Pinheiro destaca que o grande desafio que motiva os invasores é a própria invasão, o sucesso de conseguir anular os mecanismos de defesa. Normalmente deixam uma mensagem qualquer e desaparecem.
O controle tem que ser diário, ressalta, e as precauções são essenciais. ‘‘A primeira e principal norma é guardar o maior número de informações (em relação à segurança) sob sigilo’’, adianta. De uma maneira geral, uma exigência básica para qualquer usuário, diz, é a troca de senhas a cada três meses, que varia de tamanho conforme o grau de segurança. O mais comum, segundo Pinheiro, são as senhas com seis caracteres, formada por letras e números.
O analista de sistemas responsável pela rede wireless (protocolo para aplicação sem fio) da NetSinai, Antonio Christian Alves, recomenda que senhas usadas diariamente, como as que dão acesso a homes pages de banco, sejam trocadas semanalmente. ‘‘Pelo uso diário, elas são mais fáceis de serem rastreadas’’, completa. Preencher informações pessoais, como nome, endereço, número de documentos, em sites que não oferecem sistemas de segurança também não é indicado.

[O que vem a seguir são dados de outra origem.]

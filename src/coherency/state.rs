//! Server-owned cache epoch and the admin actions that move it.

use async_trait::async_trait;
use chrono::{DateTime, Utc};
use color_eyre::{eyre::eyre, Result};
use rusqlite::{params, Connection, OptionalExtension};
use serde::{Deserialize, Serialize};
use std::fmt;
use std::path::Path;
use std::str::FromStr;
use std::sync::Mutex;
use tracing::info;

use crate::db;

const VERSION_SCHEMA: &str = r#"
CREATE TABLE IF NOT EXISTS cache_version (
    id INTEGER PRIMARY KEY CHECK (id = 1),
    current_version INTEGER NOT NULL,
    last_invalidation INTEGER,
    force_update INTEGER NOT NULL
);

INSERT OR IGNORE INTO cache_version (id, current_version, last_invalidation, force_update)
VALUES (1, 1, NULL, 0);

CREATE TABLE IF NOT EXISTS cache_invalidations (
    id INTEGER PRIMARY KEY AUTOINCREMENT,
    version INTEGER NOT NULL,
    action TEXT NOT NULL,
    reason TEXT,
    at INTEGER NOT NULL
);

CREATE INDEX IF NOT EXISTS idx_cache_invalidations_at ON cache_invalidations(at);
"#;

/// The cache epoch every client polls.
#[derive(Debug, Clone, PartialEq, Eq, Serialize, Deserialize)]
#[serde(rename_all = "camelCase")]
pub struct CacheVersionState {
  pub current_version: u64,
  pub last_invalidation: Option<DateTime<Utc>>,
  pub force_update: bool,
}

impl Default for CacheVersionState {
  fn default() -> Self {
    Self {
      current_version: 1,
      last_invalidation: None,
      force_update: false,
    }
  }
}

#[derive(Debug, Clone, Copy, PartialEq, Eq, Serialize, Deserialize)]
#[serde(rename_all = "kebab-case")]
pub enum InvalidationAction {
  /// Bump the version and make every client purge all tiers and reload
  ClearAll,
  /// Bump the version; clients drop only their api tier
  SoftClear,
  /// Clear the force flag without touching the version
  ResetForce,
}

impl InvalidationAction {
  pub const ALL: [InvalidationAction; 3] = [
    InvalidationAction::ClearAll,
    InvalidationAction::SoftClear,
    InvalidationAction::ResetForce,
  ];

  pub fn as_str(&self) -> &'static str {
    match self {
      InvalidationAction::ClearAll => "clear-all",
      InvalidationAction::SoftClear => "soft-clear",
      InvalidationAction::ResetForce => "reset-force",
    }
  }

  /// Apply this action to a state.
  pub fn apply(&self, state: &CacheVersionState, now: DateTime<Utc>) -> CacheVersionState {
    match self {
      InvalidationAction::ClearAll => CacheVersionState {
        current_version: state.current_version + 1,
        last_invalidation: Some(now),
        force_update: true,
      },
      InvalidationAction::SoftClear => CacheVersionState {
        current_version: state.current_version + 1,
        last_invalidation: Some(now),
        force_update: state.force_update,
      },
      InvalidationAction::ResetForce => CacheVersionState {
        force_update: false,
        ..state.clone()
      },
    }
  }
}

impl fmt::Display for InvalidationAction {
  fn fmt(&self, f: &mut fmt::Formatter<'_>) -> fmt::Result {
    f.write_str(self.as_str())
  }
}

impl FromStr for InvalidationAction {
  type Err = color_eyre::Report;

  fn from_str(s: &str) -> Result<Self> {
    Self::ALL
      .into_iter()
      .find(|action| action.as_str() == s)
      .ok_or_else(|| eyre!("Unknown action: {}", s))
  }
}

/// One row of the audit trail.
#[derive(Debug, Clone, PartialEq, Eq, Serialize, Deserialize)]
pub struct InvalidationRecord {
  pub version: u64,
  pub action: InvalidationAction,
  pub reason: Option<String>,
  pub at: DateTime<Utc>,
}

/// Anything clients can read the current epoch from.
#[async_trait]
pub trait VersionSource: Send + Sync {
  async fn status(&self) -> Result<CacheVersionState>;
}

/// SQLite-backed home of the epoch.
pub struct VersionStore {
  conn: Mutex<Connection>,
}

impl VersionStore {
  pub fn open(path: &Path) -> Result<Self> {
    let conn = db::open(path, VERSION_SCHEMA)?;
    Ok(Self {
      conn: Mutex::new(conn),
    })
  }

  pub fn in_memory() -> Result<Self> {
    let conn = db::open_in_memory(VERSION_SCHEMA)?;
    Ok(Self {
      conn: Mutex::new(conn),
    })
  }

  pub fn load(&self) -> Result<CacheVersionState> {
    let conn = db::lock(&self.conn)?;
    read_state(&conn)
  }

  /// Apply an admin action and record it, atomically.
  pub fn apply(
    &self,
    action: InvalidationAction,
    reason: Option<&str>,
  ) -> Result<CacheVersionState> {
    self.apply_at(action, reason, Utc::now())
  }

  pub fn apply_at(
    &self,
    action: InvalidationAction,
    reason: Option<&str>,
    now: DateTime<Utc>,
  ) -> Result<CacheVersionState> {
    let mut conn = db::lock(&self.conn)?;
    let tx = conn
      .transaction()
      .map_err(|e| eyre!("Failed to begin transaction: {}", e))?;

    let current = read_state(&tx)?;
    let next = action.apply(&current, now);
    let version = i64::try_from(next.current_version)
      .map_err(|_| eyre!("Cache version {} out of range", next.current_version))?;

    tx.execute(
      "UPDATE cache_version
       SET current_version = ?, last_invalidation = ?, force_update = ?
       WHERE id = 1",
      params![
        version,
        next.last_invalidation.map(db::to_millis),
        next.force_update
      ],
    )
    .map_err(|e| eyre!("Failed to update cache version: {}", e))?;

    tx.execute(
      "INSERT INTO cache_invalidations (version, action, reason, at) VALUES (?, ?, ?, ?)",
      params![version, action.as_str(), reason, db::to_millis(now)],
    )
    .map_err(|e| eyre!("Failed to record invalidation: {}", e))?;

    tx.commit()
      .map_err(|e| eyre!("Failed to commit invalidation: {}", e))?;

    info!(
      action = %action,
      version = next.current_version,
      force_update = next.force_update,
      reason = reason.unwrap_or_default(),
      "cache version changed"
    );
    Ok(next)
  }

  /// Most recent invalidations first.
  pub fn history(&self, limit: usize) -> Result<Vec<InvalidationRecord>> {
    let conn = db::lock(&self.conn)?;
    let mut stmt = conn
      .prepare(
        "SELECT version, action, reason, at FROM cache_invalidations
         ORDER BY at DESC, id DESC LIMIT ?",
      )
      .map_err(|e| eyre!("Failed to prepare query: {}", e))?;

    let rows = stmt
      .query_map(params![limit as i64], |row| {
        Ok((
          row.get::<_, i64>(0)?,
          row.get::<_, String>(1)?,
          row.get::<_, Option<String>>(2)?,
          row.get::<_, i64>(3)?,
        ))
      })
      .map_err(|e| eyre!("Failed to query history: {}", e))?;

    let mut records = Vec::new();
    for row in rows {
      let (version, action, reason, at) = row.map_err(|e| eyre!("Failed to read row: {}", e))?;
      records.push(InvalidationRecord {
        version: version as u64,
        action: action.parse()?,
        reason,
        at: db::from_millis(at)?,
      });
    }
    Ok(records)
  }
}

#[async_trait]
impl VersionSource for VersionStore {
  async fn status(&self) -> Result<CacheVersionState> {
    self.load()
  }
}

fn read_state(conn: &Connection) -> Result<CacheVersionState> {
  let row = conn
    .query_row(
      "SELECT current_version, last_invalidation, force_update FROM cache_version WHERE id = 1",
      [],
      |row| {
        Ok((
          row.get::<_, i64>(0)?,
          row.get::<_, Option<i64>>(1)?,
          row.get::<_, bool>(2)?,
        ))
      },
    )
    .optional()
    .map_err(|e| eyre!("Failed to read cache version: {}", e))?;

  match row {
    Some((version, last_invalidation, force_update)) => Ok(CacheVersionState {
      current_version: version as u64,
      last_invalidation: last_invalidation.map(db::from_millis).transpose()?,
      force_update,
    }),
    None => Ok(CacheVersionState::default()),
  }
}

#[cfg(test)]
mod tests {
  use super::*;
  use chrono::Duration;

  #[test]
  fn test_fresh_store_starts_at_version_one() {
    let store = VersionStore::in_memory().unwrap();
    assert_eq!(store.load().unwrap(), CacheVersionState::default());
    assert!(store.history(10).unwrap().is_empty());
  }

  #[test]
  fn test_clear_all_bumps_version_and_forces_update() {
    let store = VersionStore::in_memory().unwrap();
    let now = Utc::now();

    let state = store
      .apply_at(InvalidationAction::ClearAll, Some("bad deploy"), now)
      .unwrap();
    assert_eq!(state.current_version, 2);
    assert!(state.force_update);
    assert_eq!(
      state.last_invalidation.map(|at| at.timestamp_millis()),
      Some(now.timestamp_millis())
    );
    assert_eq!(store.load().unwrap(), state);
  }

  #[test]
  fn test_reset_force_keeps_version() {
    let store = VersionStore::in_memory().unwrap();
    store.apply(InvalidationAction::ClearAll, None).unwrap();

    let state = store.apply(InvalidationAction::ResetForce, None).unwrap();
    assert_eq!(state.current_version, 2);
    assert!(!state.force_update);
  }

  #[test]
  fn test_soft_clear_preserves_force_flag() {
    let store = VersionStore::in_memory().unwrap();
    store.apply(InvalidationAction::ClearAll, None).unwrap();

    let state = store.apply(InvalidationAction::SoftClear, None).unwrap();
    assert_eq!(state.current_version, 3);
    assert!(state.force_update);
  }

  #[test]
  fn test_history_is_newest_first_and_limited() {
    let store = VersionStore::in_memory().unwrap();
    let start = Utc::now();
    store
      .apply_at(InvalidationAction::SoftClear, Some("one"), start)
      .unwrap();
    store
      .apply_at(InvalidationAction::ClearAll, Some("two"), start + Duration::seconds(1))
      .unwrap();
    store
      .apply_at(InvalidationAction::ResetForce, None, start + Duration::seconds(2))
      .unwrap();

    let history = store.history(2).unwrap();
    assert_eq!(history.len(), 2);
    assert_eq!(history[0].action, InvalidationAction::ResetForce);
    assert_eq!(history[0].version, 3);
    assert_eq!(history[1].reason.as_deref(), Some("two"));
  }

  #[test]
  fn test_state_survives_reopen() {
    let dir = tempfile::tempdir().unwrap();
    let path = dir.path().join("control.db");

    VersionStore::open(&path)
      .unwrap()
      .apply(InvalidationAction::SoftClear, None)
      .unwrap();

    let reopened = VersionStore::open(&path).unwrap();
    assert_eq!(reopened.load().unwrap().current_version, 2);
  }

  #[test]
  fn test_action_names() {
    assert_eq!(
      "soft-clear".parse::<InvalidationAction>().unwrap(),
      InvalidationAction::SoftClear
    );
    assert!("nuke".parse::<InvalidationAction>().is_err());
    assert_eq!(
      serde_json::to_value(InvalidationAction::ResetForce).unwrap(),
      "reset-force"
    );
  }
}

E como saber se determinada página é segura? O analista de sistemas diz que as homes pages baseadas na linguagem Hyper Text Transfer Protocol (‘‘http’’, ou protocolo de transferência de hipertexto) não oferece criptografia (codificação) de dados e, portanto, não são seguras. Já as páginas em ‘‘https’’ (s de segurança) codificam os dados. Caso o invasor consiga invadir o sistema protegido, ele terá que ‘‘traduzir’’ os dados, antes de conhecê-los.
Outra medida de proteção, cita Alves, é a utilização de ferramentas adicionais de segurança como os chamados ‘‘firewall’’ (parede de fogo) ou os ‘‘Proxy’’. O ‘‘firewall’’ é um hardware que oferece proteção física à máquina e filtra as tentativas de ataque. O ‘‘proxy’’ também oferece um tipo semelhante de proteção, só que é um software e é usado por servidores de acesso. Para usuários domésticos, ele cita os dispositivos de segurança oferecidos pelos fabricantes de antivírus Norton e McAffee.
Anotar senhas ou enviá-las por e-mail não é recomendável em hipótese alguma. O e-mail, por exemplo, pode ser ‘‘interceptado’’ no meio do caminho, frisa o técnico de Internet do servidor Inbrapenet, Marcelo Rodrigues Botão.
De acordo com Marcelo, as tentativas de ataque são constantes e, por isso, a parte preventiva é essencial. ‘‘É como um vírus, cada dia surge um e uma vacina para combatê-lo’’, compara. Uma tática é simular o papel do invasor para descobrir possíveis portas vulneráveis e corrigir eventuais falhas.